I’m thinking of cartoons like “Catch as Cats Can” (Warners -1947) where Sylvester eats a parrot (off camera) who has been parading around like a Bing Crosby caricature… of course, Sylvester pops up in the end of the cartoon sporting a Crosby shirt, hat and pipe talking like Bing Crosby! There are a lot of Warners films like “Foney Fables” where some carnivore shows up mimicking the character he just consumed. Some of the other studios would occasionally do the same schtick… check out the 1944 Terrytoon “Gandy Goose in Ghost Town”

 

I think you’d be hard-pressed to find many people wearing white gloves these days. Some of that Fleischer “cartoon logic” always seemed (to me) to be intentional wierdness, which I love about them. In their later cartoons they adhered more to realism, and those just aren’t that much fun.

 

You once gave me a pretty satisfactory explanation of what alum is and why it posseses head-shrinking properties, but why is it again that you’d want to salt the tail-feathers of an elusive bird you wanted to catch? Oh, and eating crackers has never prevented me from being able to whistle, but then again I’m not a canary.

 

You know Laurel and Hardy used that alum gag in one of their last shorts (that would be 1935 or so) — I mean it didn’t actually shrink their heads, as I recall, but had the effect of making everybody’s mouth very sphincter-like.

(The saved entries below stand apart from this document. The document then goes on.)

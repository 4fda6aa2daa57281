//! Per-canvas shape store: the in-progress stroke plus the finalized shapes.

use crate::sampler::PointSampler;
use crate::settings::IdPolicy;
use crate::shapes::{MIN_SHAPE_POINTS, Shape, ShapeId};
use kurbo::Point;
use serde::{Deserialize, Serialize};
use std::collections::HashSet;
use thiserror::Error;

/// Errors from exporting or importing a store snapshot.
#[derive(Debug, Error)]
pub enum SnapshotError {
    #[error("Serialization error: {0}")]
    Serialization(String),
    #[error("Shape {id} has {points} points, at least {min} are required", min = MIN_SHAPE_POINTS)]
    InvalidShape { id: ShapeId, points: usize },
    #[error("Shape id {0} appears more than once")]
    DuplicateId(ShapeId),
}

/// Result type for snapshot operations.
pub type SnapshotResult<T> = Result<T, SnapshotError>;

/// Serialized form of a store's finalized shapes.
#[derive(Debug, Clone, Serialize, Deserialize)]
struct StoreSnapshot {
    shapes: Vec<Shape>,
}

/// What an undo call did.
#[derive(Debug, Clone, PartialEq)]
pub enum UndoOutcome {
    /// The in-progress stroke was thrown away.
    AbandonedGesture,
    /// The most recent finalized shape was removed.
    RemovedShape(Shape),
    /// Nothing to undo.
    Nothing,
}

/// What a `set_annotation` call did.
#[derive(Debug, Clone, Copy, PartialEq, Eq, Serialize, Deserialize)]
#[serde(rename_all = "snake_case")]
pub enum AnnotationChange {
    /// The annotation was set or overwritten.
    Set,
    /// An existing annotation was removed.
    Removed,
    /// Empty text on a shape that had no annotation.
    Unchanged,
    /// No shape with that id.
    NotFound,
}

/// Ordered collection of finalized shapes for one canvas, together with the
/// stroke currently being drawn.
#[derive(Debug, Clone)]
pub struct ShapeStore {
    /// Finalized shapes in drawing order (back to front).
    shapes: Vec<Shape>,
    /// The in-progress stroke.
    active: PointSampler,
    id_policy: IdPolicy,
    /// Next id under [`IdPolicy::Monotonic`].
    next_id: ShapeId,
}

impl Default for ShapeStore {
    fn default() -> Self {
        Self::new()
    }
}

impl ShapeStore {
    /// Create an empty store with length-derived ids.
    pub fn new() -> Self {
        Self::with_id_policy(IdPolicy::default())
    }

    /// Create an empty store allocating ids with `id_policy`.
    pub fn with_id_policy(id_policy: IdPolicy) -> Self {
        Self {
            shapes: Vec::new(),
            active: PointSampler::new(),
            id_policy,
            next_id: 1,
        }
    }

    /// Start a new stroke, dropping any leftover points.
    pub fn begin_gesture(&mut self) {
        self.active.reset();
    }

    /// Offer a pointer sample to the in-progress stroke.
    pub fn sample(&mut self, point: Point) -> bool {
        self.active.consider(point)
    }

    /// Finish the in-progress stroke, storing it if it forms a region.
    ///
    /// The stroke is cleared either way.
    pub fn end_gesture(&mut self) -> Option<ShapeId> {
        let coords = self.active.take();
        self.finalize(coords).map(Shape::id)
    }

    /// Store `coords` as a new shape if there are enough of them.
    pub fn finalize(&mut self, coords: Vec<Point>) -> Option<&Shape> {
        if coords.len() < MIN_SHAPE_POINTS {
            log::debug!("Discarded stroke with {} points", coords.len());
            return None;
        }

        let id = self.allocate_id();
        log::debug!("Finalized shape {} with {} points", id, coords.len());
        self.shapes.push(Shape::new(id, coords));
        self.shapes.last()
    }

    fn allocate_id(&mut self) -> ShapeId {
        match self.id_policy {
            IdPolicy::LengthDerived => self.shapes.len() as ShapeId + 1,
            IdPolicy::Monotonic => {
                let id = self.next_id;
                self.next_id += 1;
                id
            }
        }
    }

    /// Abandon the in-progress stroke, or remove the last shape if there is
    /// no stroke.
    pub fn undo(&mut self) -> UndoOutcome {
        if !self.active.is_empty() {
            self.active.reset();
            log::debug!("Undo abandoned in-progress stroke");
            return UndoOutcome::AbandonedGesture;
        }

        match self.shapes.pop() {
            Some(shape) => {
                log::debug!("Undo removed shape {}", shape.id);
                UndoOutcome::RemovedShape(shape)
            }
            None => UndoOutcome::Nothing,
        }
    }

    /// Remove the in-progress stroke and every shape.
    pub fn reset(&mut self) {
        self.active.reset();
        self.shapes.clear();
        self.next_id = 1;
        log::debug!("Store reset");
    }

    /// Set or clear the annotation of the shape with `id`.
    ///
    /// Empty text removes the annotation.
    pub fn set_annotation(&mut self, id: ShapeId, text: &str) -> AnnotationChange {
        let Some(shape) = self.shapes.iter_mut().find(|s| s.id == id) else {
            return AnnotationChange::NotFound;
        };

        if text.is_empty() {
            if shape.annotation.take().is_some() {
                AnnotationChange::Removed
            } else {
                AnnotationChange::Unchanged
            }
        } else {
            shape.annotation = Some(text.to_string());
            AnnotationChange::Set
        }
    }

    /// Get a shape by id.
    pub fn get(&self, id: ShapeId) -> Option<&Shape> {
        self.shapes.iter().find(|s| s.id == id)
    }

    /// Finalized shapes, back to front.
    pub fn shapes(&self) -> &[Shape] {
        &self.shapes
    }

    /// Points of the in-progress stroke.
    pub fn active_points(&self) -> &[Point] {
        self.active.points()
    }

    /// How new ids are chosen.
    pub fn id_policy(&self) -> IdPolicy {
        self.id_policy
    }

    /// Number of finalized shapes.
    pub fn len(&self) -> usize {
        self.shapes.len()
    }

    /// Returns true if no shape is stored.
    pub fn is_empty(&self) -> bool {
        self.shapes.is_empty()
    }

    /// Serialize the finalized shapes to JSON.
    pub fn to_json(&self) -> SnapshotResult<String> {
        let snapshot = StoreSnapshot {
            shapes: self.shapes.clone(),
        };
        serde_json::to_string_pretty(&snapshot)
            .map_err(|e| SnapshotError::Serialization(e.to_string()))
    }

    /// Replace the finalized shapes with those in `json`.
    ///
    /// Ids must be unique. Under [`IdPolicy::LengthDerived`] the shapes are
    /// renumbered `1..=n` in stored order. The in-progress stroke is dropped.
    /// On error the store is untouched.
    pub fn load_json(&mut self, json: &str) -> SnapshotResult<()> {
        let snapshot: StoreSnapshot =
            serde_json::from_str(json).map_err(|e| SnapshotError::Serialization(e.to_string()))?;

        if let Some(bad) = snapshot
            .shapes
            .iter()
            .find(|s| s.coords.len() < MIN_SHAPE_POINTS)
        {
            log::warn!("Rejected snapshot: shape {} is degenerate", bad.id);
            return Err(SnapshotError::InvalidShape {
                id: bad.id,
                points: bad.coords.len(),
            });
        }

        let mut seen = HashSet::new();
        if let Some(dup) = snapshot.shapes.iter().find(|s| !seen.insert(s.id)) {
            log::warn!("Rejected snapshot: shape id {} is duplicated", dup.id);
            return Err(SnapshotError::DuplicateId(dup.id));
        }

        let mut shapes = snapshot.shapes;
        // Length-derived ids must be 1..=n or later shapes collide with live ones.
        if self.id_policy == IdPolicy::LengthDerived {
            for (i, shape) in shapes.iter_mut().enumerate() {
                let id = i as ShapeId + 1;
                if shape.id != id {
                    log::debug!("Renumbered imported shape {} to {}", shape.id, id);
                    shape.id = id;
                }
            }
        }

        self.next_id = shapes.iter().map(|s| s.id).max().unwrap_or(0) + 1;
        self.shapes = shapes;
        self.active.reset();
        Ok(())
    }

    /// Build a store from a JSON snapshot.
    pub fn from_json(json: &str, id_policy: IdPolicy) -> SnapshotResult<Self> {
        let mut store = Self::with_id_policy(id_policy);
        store.load_json(json)?;
        Ok(store)
    }
}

The cracker thing reminds me of Jerry the mouse sucking a lemon while Tom was trying to sing high opera. The power of suggestion was always more potent in cartoons…

Oh yeah, sometimes there are “gopher bombs” in old cartoons… I’ve never researched wether hardware stores actually stocked explosives for extermination purposes.

 

That’s how people get fat? Note to self: Spend more time thinking about Lassie getting lost in the woods…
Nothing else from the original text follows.